Depth Hints builds upon monodepth2. If you have questions about running the code, please see the issues in their repositories first.

Setup, Training and Evaluation

Please see the KITTI directory of this repository for details on how to train and evaluate our method.

📊 Results 📦 Trained models

Please find below the scores using dense convolutions to predict wavelet coefficients. Download links coming soon!

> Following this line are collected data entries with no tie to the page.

//! Upsert command implementation.

use anyhow::{Context, Result};
use clap::Args;
use indicatif::{ProgressBar, ProgressStyle};
use std::collections::HashSet;
use std::io::{self, Read};
use std::path::{Path, PathBuf};
use std::time::Instant;

use super::index::descriptor_for;
use crate::cli::output::{UpsertStats, get_formatter};
use crate::models::{Config, OutputFormat, Record};
use crate::services::{IndexReady, UpsertOrchestrator, create_backend};

/// Arguments for the upsert command.
#[derive(Debug, Args)]
pub struct UpsertArgs {
    /// Path to a JSON array or JSONL file of records (use - for stdin)
    #[arg()]
    pub file: Option<PathBuf>,

    /// Index name (defaults to [vector_index].index_name)
    #[arg(long, short = 'n')]
    pub index: Option<String>,

    /// Create the index when it is missing
    #[arg(long)]
    pub create_if_missing: bool,

    /// Only validate the input without upserting
    #[arg(long)]
    pub validate_only: bool,
}

/// Handle the upsert command.
pub async fn handle_upsert(args: UpsertArgs, format: OutputFormat, verbose: bool) -> Result<()> {
    let config = Config::load()?;
    let formatter = get_formatter(format);
    let start_time = Instant::now();
    let descriptor = descriptor_for(&config, args.index);

    let input = read_input(args.file.as_deref())?;
    let records = parse_records(&input)?;

    if records.is_empty() {
        println!("{}", formatter.format_message("No records found in input."));
        return Ok(());
    }

    validate_records(&records, descriptor.dimension as usize)?;

    if verbose || args.validate_only {
        eprintln!("Found {} records for index '{}'", records.len(), descriptor.name);
    }

    if args.validate_only {
        println!(
            "{}",
            formatter.format_message(&format!(
                "Validation successful: {} records ready for upsert",
                records.len()
            ))
        );
        return Ok(());
    }

    let service = create_backend(&config.vector_index).context("vector index unavailable")?;
    let orchestrator = UpsertOrchestrator::new(service);

    let pb = ProgressBar::new(records.len() as u64);
    pb.set_style(
        ProgressStyle::default_bar()
            .template(
                "{spinner:.green} [{elapsed_precise}] [{bar:40.cyan/blue}] {pos}/{len} ({eta})",
            )
            .unwrap_or_else(|_| ProgressStyle::default_bar())
            .progress_chars("#>-"),
    );

    let result = orchestrator
        .upsert_all_with_progress(&descriptor, records, args.create_if_missing, |n| {
            pb.set_position(n as u64);
        })
        .await;
    pb.finish_and_clear();

    let summary = result.with_context(|| format!("upsert into '{}' failed", descriptor.name))?;

    let stats = UpsertStats {
        index: descriptor.name,
        records: summary.count as u64,
        batches: summary.batches as u64,
        index_created: summary.provisioned == IndexReady::Created,
        duration_ms: start_time.elapsed().as_millis() as u64,
    };

    print!("{}", formatter.format_upsert_stats(&stats));

    Ok(())
}

/// Read input from file or stdin.
fn read_input(file: Option<&Path>) -> Result<String> {
    match file {
        Some(path) if path.to_string_lossy() != "-" => std::fs::read_to_string(path)
            .with_context(|| format!("failed to read {}", path.display())),
        _ => {
            let mut input = String::new();
            io::stdin()
                .read_to_string(&mut input)
                .context("failed to read stdin")?;
            Ok(input)
        }
    }
}

/// Parse records from a JSON array or JSONL.
fn parse_records(input: &str) -> Result<Vec<Record>> {
    let input = input.trim();

    if input.is_empty() {
        return Ok(Vec::new());
    }

    if input.starts_with('[') {
        return serde_json::from_str(input).context("failed to parse JSON array");
    }

    let mut records = Vec::new();
    for (i, line) in input.lines().enumerate() {
        let line = line.trim();
        if line.is_empty() {
            continue;
        }
        let record: Record = serde_json::from_str(line)
            .with_context(|| format!("failed to parse JSON at line {}", i + 1))?;
        records.push(record);
    }

    Ok(records)
}

/// Reject records the index would refuse: blank ids, repeated ids, or
/// vectors of the wrong dimension.
fn validate_records(records: &[Record], dimension: usize) -> Result<()> {
    let mut seen = HashSet::new();
    for (i, record) in records.iter().enumerate() {
        if record.id.trim().is_empty() {
            anyhow::bail!("record {} has an empty id", i + 1);
        }
        if !seen.insert(record.id.as_str()) {
            anyhow::bail!("duplicate record id '{}'", record.id);
        }
        if record.dimension() != dimension {
            anyhow::bail!(
                "record '{}' has dimension {}, index expects {}",
                record.id,
                record.dimension(),
                dimension
            );
        }
    }
    Ok(())
}

#[cfg(test)]
mod tests {
    use super::*;

    #[test]
    fn test_parse_json_array() {
        let input = r#"[
            {"id": "a", "values": [0.1, 0.2], "metadata": {"text": "hello"}},
            {"id": "b", "values": [0.3, 0.4]}
        ]"#;
        let records = parse_records(input).unwrap();
        assert_eq!(records.len(), 2);
        assert_eq!(records[0].metadata["text"].as_str(), Some("hello"));
        assert!(records[1].metadata.is_empty());
    }

    #[test]
    fn test_parse_jsonl() {
        let input = "{\"id\": \"a\", \"values\": [1.0]}\n\n{\"id\": \"b\", \"values\": [2.0]}\n";
        let records = parse_records(input).unwrap();
        let ids: Vec<&str> = records.iter().map(|r| r.id.as_str()).collect();
        assert_eq!(ids, vec!["a", "b"]);
    }

    #[test]
    fn test_parse_jsonl_reports_line() {
        let input = "{\"id\": \"a\", \"values\": [1.0]}\nnot json";
        let err = parse_records(input).unwrap_err();
        assert!(err.to_string().contains("line 2"));
    }

    #[test]
    fn test_parse_empty() {
        assert!(parse_records("  \n").unwrap().is_empty());
    }

    #[test]
    fn test_validate_records() {
        let ok = vec![Record::new("a", vec![0.1, 0.2]), Record::new("b", vec![0.3, 0.4])];
        assert!(validate_records(&ok, 2).is_ok());

        let wrong_dim = vec![Record::new("a", vec![0.1])];
        assert!(validate_records(&wrong_dim, 2).is_err());

        let duplicate = vec![Record::new("a", vec![0.1]), Record::new("a", vec![0.2])];
        let err = validate_records(&duplicate, 1).unwrap_err();
        assert!(err.to_string().contains("duplicate"));

        let blank = vec![Record::new(" ", vec![0.1])];
        assert!(validate_records(&blank, 1).is_err());
    }
}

Model name Training modality Resolution abs_rel RMSE δ<1.25 Weights Eigen Predictions
Ours Resnet18 Stereo + DepthHints 640 x 192 0.106 4.693 0.876 Coming soon Coming soon
Ours Resnet50 Stereo + DepthHints 640 x 192 0.105 4.625 0.879 Coming soon Coming soon
Ours Resnet18 Stereo + DepthHints 1024 x 320 0.102 4.452 0.890 Coming soon Coming soon
Ours Resnet50 Stereo + DepthHints 1024 x 320 0.097 4.387 0.891 Coming soon Coming soon

🎚 Playing with sparsity

However the most interesting part is that we can make use of the sparsity property of the predicted wavelet coefficients to trade-off performance with efficiency, at a minimal cost on performance. We do so by tuning the threshold, and:

  • low thresholds values will lead to high performance but high number of computations,
  • high thresholds will lead to highly efficient computation, as convolutions will be computed only in a few pixel locations. This will have a minimal impact on performance.

sparsify kitti

Computing coefficients at only 10% of the pixels in the decoding process gives a relative score loss of less than 1.4%.

scores kitti

Our wavelet based method allows us to greatly reduce the number of computation in the decoder at a minimal expense in performance. We can measure the performance-vs-efficiency trade-off by evaluating scores vs FLOPs.

scores vs flops kitti

🪑 🛁 NYUv2 🛋 🚪

Dense Depth was used as a baseline for NYUv2. Note that we used the experimental PyTorch implementation of DenseDepth. Note that compared to the original paper, we made a few different modifications:

  • we supervise depth directly instead of supervising disparity
  • we do not use SSIM
  • we use DenseNet161 as encoder instead of DenseNet169

Setup, Training and Evaluation

Please see the NYUv2 directory of this repository for details on how to train and evaluate our method.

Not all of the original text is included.